Q: How do you view the role of ICHRA administrators today? Are they solving key problems or adding complexity?

ICHRA itself is an avenue employers can take to solve longstanding challenges—offering cost control, flexibility, and individual choice. But it’s also inherently different from traditional group coverage, and that difference creates new complexity.

Administrators play a critical role in helping employers, employees, and carriers navigate this new model—handling compliance, enrollment, reimbursement, and helping the benefit still feel like a “group”. In fact, they are the only thing today that maintains the group admin ease and cohesion while allowing individual employees to choose different carriers and plans. In the near term, they do introduce complexity, but they’re also accelerating the kinds of interoperability, consumer choice, and data exchange that the industry needs to evolve.

Q: Do you believe admin fees for ICHRA platforms are sustainable as the market matures?

No, and I think most industry stakeholders—including platforms—know this. It’s a very crowded space, and as automation improves, the market matures, employers become more sophisticated buyers, and consolidation takes hold, admin fees will compress and eventually stabilize.

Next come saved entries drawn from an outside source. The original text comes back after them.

// This Source Code Form is subject to the terms of the Mozilla Public
// License, v. 2.0. If a copy of the MPL was not distributed with this
// file, You can obtain one at https://mozilla.org/MPL/2.0/.

//! C3ML command-line converter.
//!
//! ```text
//! c3ml <input> [--output <path>] [--format <ext>] [--footprints]
//!      [--height <m>] [--altitude <m>]
//! ```
//!
//! The input format is taken from the file extension. The output format is
//! `--format`, else the extension of `--output`, else JSON. Defaults come
//! from `C3ML_*` environment variables, see [`config::Config`].

use anyhow::{bail, Context};
use c3ml_collada::ImportOptions;
use c3ml_processing::{
    read_kmz_entries, Conversion, Converter, InputFormat, OutputFormat, PipelineOptions, Resources,
};
use std::path::Path;

mod args;
mod config;
mod tools;

use args::Args;
use config::Config;
use tools::{Collada2GltfTool, OgrVectorTool};

fn main() -> anyhow::Result<()> {
    // Initialize logging
    tracing_subscriber::fmt()
        .with_env_filter(std::env::var("RUST_LOG").unwrap_or_else(|_| "info,c3ml=debug".into()))
        .with_writer(std::io::stderr)
        .init();

    let args = Args::parse(std::env::args().skip(1))?;
    let config = Config::from_env();
    tracing::debug!(?config, "Loaded configuration");

    run(&args, &config)
}

fn run(args: &Args, config: &Config) -> anyhow::Result<()> {
    let input_format = InputFormat::from_path(&args.input)
        .with_context(|| format!("Unsupported input format: {}", args.input.display()))?;
    let output_format = output_format(args)?;
    let output = args
        .output
        .clone()
        .unwrap_or_else(|| args.input.with_extension(output_format.extension()));

    if output == args.input {
        bail!("Output would overwrite the input file: {}", output.display());
    }

    let bytes = std::fs::read(&args.input)
        .with_context(|| format!("Failed to read {}", args.input.display()))?;

    let options = PipelineOptions {
        import: ImportOptions {
            geo_location: config.geo_location,
            ..Default::default()
        },
        derive_footprints: args.footprints || config.derive_footprints,
        target_height: args.height.or(config.target_height),
        target_altitude: args.altitude.or(config.target_altitude),
    };
    let converter = Converter::new(options)
        .with_vector_tool(OgrVectorTool::new(&config.vector_tool))
        .with_gltf_tool(Collada2GltfTool::new(&config.gltf_tool));

    let conversion = converter
        .convert(&bytes, input_format)
        .with_context(|| format!("Failed to convert {}", args.input.display()))?;

    let encoded = match conversion {
        Conversion::Entities(collection) => {
            let resources = side_files(&bytes, input_format);
            converter
                .export(&collection, output_format, &resources)
                .with_context(|| format!("Failed to export {}", output_format.extension()))?
        }
        Conversion::Ifc(value) => serde_json::to_vec_pretty(&value)?,
    };

    write_output(&output, &encoded)?;
    tracing::info!(output = %output.display(), bytes = encoded.len(), "Conversion finished");
    Ok(())
}

fn output_format(args: &Args) -> anyhow::Result<OutputFormat> {
    if let Some(ext) = &args.format {
        return OutputFormat::from_extension(ext).with_context(|| format!("Unsupported output format: {ext}"));
    }
    match args.output.as_deref().and_then(Path::extension) {
        Some(ext) => {
            let ext = ext.to_string_lossy();
            OutputFormat::from_extension(&ext).with_context(|| format!("Unsupported output format: {ext}"))
        }
        None => Ok(OutputFormat::default()),
    }
}

/// Images and models shipped inside a KMZ travel on to the exporters
fn side_files(bytes: &[u8], format: InputFormat) -> Resources {
    if format != InputFormat::Kmz {
        return Resources::new();
    }
    match read_kmz_entries(bytes) {
        Ok(mut entries) => {
            entries.retain(|name, _| {
                let lower = name.to_ascii_lowercase();
                !(lower.ends_with(".kml") || lower.ends_with(".dae"))
            });
            entries
        }
        Err(e) => {
            tracing::warn!(error = %e, "Could not read KMZ side files");
            Resources::new()
        }
    }
}

fn write_output(path: &Path, bytes: &[u8]) -> anyhow::Result<()> {
    if path.exists() && path.is_dir() {
        bail!("Output path is a directory: {}", path.display());
    }
    if let Some(parent) = path.parent().filter(|p| !p.as_os_str().is_empty()) {
        std::fs::create_dir_all(parent)
            .with_context(|| format!("Failed to create {}", parent.display()))?;
    }
    std::fs::write(path, bytes).with_context(|| format!("Failed to write {}", path.display()))
}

To stay competitive, platforms will need to evolve—moving beyond basic administration to deliver real value through employee guidance, compliance support, data insights, and ultimately helping drive outcomes and affordability. We’re already seeing signs of this evolution, with some platforms expanding into areas like curated marketplaces, plan navigation tools, supplemental benefit integration, and broker enablement.

Not all platforms will make that leap, but those that do will be best positioned to thrive as the market settles into a more scalable, sustainable model.

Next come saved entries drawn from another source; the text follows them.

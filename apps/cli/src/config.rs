// This Source Code Form is subject to the terms of the Mozilla Public
// License, v. 2.0. If a copy of the MPL was not distributed with this
// file, You can obtain one at https://mozilla.org/MPL/2.0/.

//! CLI configuration loaded from environment variables.

use c3ml_core::GeoLocation;

/// CLI configuration.
#[derive(Debug, Clone, PartialEq)]
pub struct Config {
    /// Program that converts Shapefile/GeoJSON to KML.
    pub vector_tool: String,
    /// Program that converts COLLADA to glTF.
    pub gltf_tool: String,
    /// Attach footprint polygons to meshes.
    pub derive_footprints: bool,
    /// Total mesh height in meters.
    pub target_height: Option<f64>,
    /// Altitude of the lowest mesh point in meters.
    pub target_altitude: Option<f64>,
    /// Anchor for imported COLLADA meshes.
    pub geo_location: Option<GeoLocation>,
}

impl Default for Config {
    fn default() -> Self {
        Self::from_lookup(|_| None)
    }
}

impl Config {
    /// Load configuration from environment variables.
    pub fn from_env() -> Self {
        Self::from_lookup(|key| std::env::var(key).ok())
    }

    /// Load configuration from any key lookup. Values that fail to parse
    /// fall back to their defaults.
    pub fn from_lookup(lookup: impl Fn(&str) -> Option<String>) -> Self {
        let number = |key: &str| {
            lookup(key).and_then(|v| match v.trim().parse::<f64>() {
                Ok(n) if n.is_finite() => Some(n),
                _ => {
                    tracing::warn!(key, value = v.as_str(), "Ignoring invalid number");
                    None
                }
            })
        };

        Self {
            vector_tool: lookup("C3ML_VECTOR_TOOL").unwrap_or_else(|| "ogr2ogr".into()),
            gltf_tool: lookup("C3ML_GLTF_TOOL").unwrap_or_else(|| "COLLADA2GLTF-bin".into()),
            derive_footprints: lookup("C3ML_DERIVE_FOOTPRINTS")
                .map(|v| parse_flag(&v))
                .unwrap_or(false),
            target_height: number("C3ML_TARGET_HEIGHT"),
            target_altitude: number("C3ML_TARGET_ALTITUDE"),
            geo_location: lookup("C3ML_GEO_LOCATION").and_then(|v| {
                let parsed = parse_geo_location(&v);
                if parsed.is_none() {
                    tracing::warn!(value = v.as_str(), "Ignoring invalid C3ML_GEO_LOCATION, expected lat,lon,alt");
                }
                parsed
            }),
        }
    }
}

fn parse_flag(value: &str) -> bool {
    matches!(value.trim().to_ascii_lowercase().as_str(), "1" | "true" | "yes" | "on")
}

/// `lat,lon,alt`; altitude may be omitted
pub fn parse_geo_location(value: &str) -> Option<GeoLocation> {
    let parts: Vec<f64> = value
        .split(',')
        .map(|p| p.trim().parse::<f64>())
        .collect::<Result<_, _>>()
        .ok()?;
    match parts[..] {
        [lat, lon] => Some(GeoLocation::new(lat, lon, 0.0)),
        [lat, lon, alt] => Some(GeoLocation::new(lat, lon, alt)),
        _ => None,
    }
}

Q: What would need to change for ICHRA to scale more broadly among large, self-funded employers?

I think the biggest thing that needs to change is confidence in the individual market. While some self-funded employers are already exploring ICHRA or moving certain populations, most are holding back—and understandably so—given the uncertainty around how the market will evolve, especially with policies like the OBBB. For ICHRA to scale, employers need to see a sustainable, affordable, high-quality individual market, backed by clearer regulatory footing and a model that meets expectations around employee experience, data, and outcomes.

Q: What is the most common misconception about ICHRA in the market today? 

Depends on who you ask, but the one I hear most often is that ICHRA is just private exchanges 2.0. On the surface, the comparison makes sense—choice, defined contribution, individual decision-making—but it misses a key distinction: private exchanges were still tied to group plans, while ICHRA is built on the individual market. That’s a much more meaningful shift. Again, it’s not perfect—it doesn’t yet solve for removing cost from the system—but it’s a step in the direction healthcare needs to go

Q: Where do you see the ICHRA market headed in the next 3 to 5 years?

This is the big question, and I get it a lot. It’s still early days. ICHRA will continue to grow, but it won’t be an overnight boom. The market is working through operational and regulatory complexities, and with the ACA potentially resetting next year, growth could be somewhat uneven. That said, rising affordability pressures aren't going away, and ICHRA is one of the few tools available today that gives employers—especially smaller or more distributed ones—a way to continue offering coverage.

As adoption increases, we’ll likely see platforms evolve to deliver a more integrated, employee-friendly experience, and carriers will need to treat ICHRA as a strategic channel, not just an edge case. If the individual market continues to strengthen, ICHRA could become a core part of the benefits mix, not just an alternative for niche segments.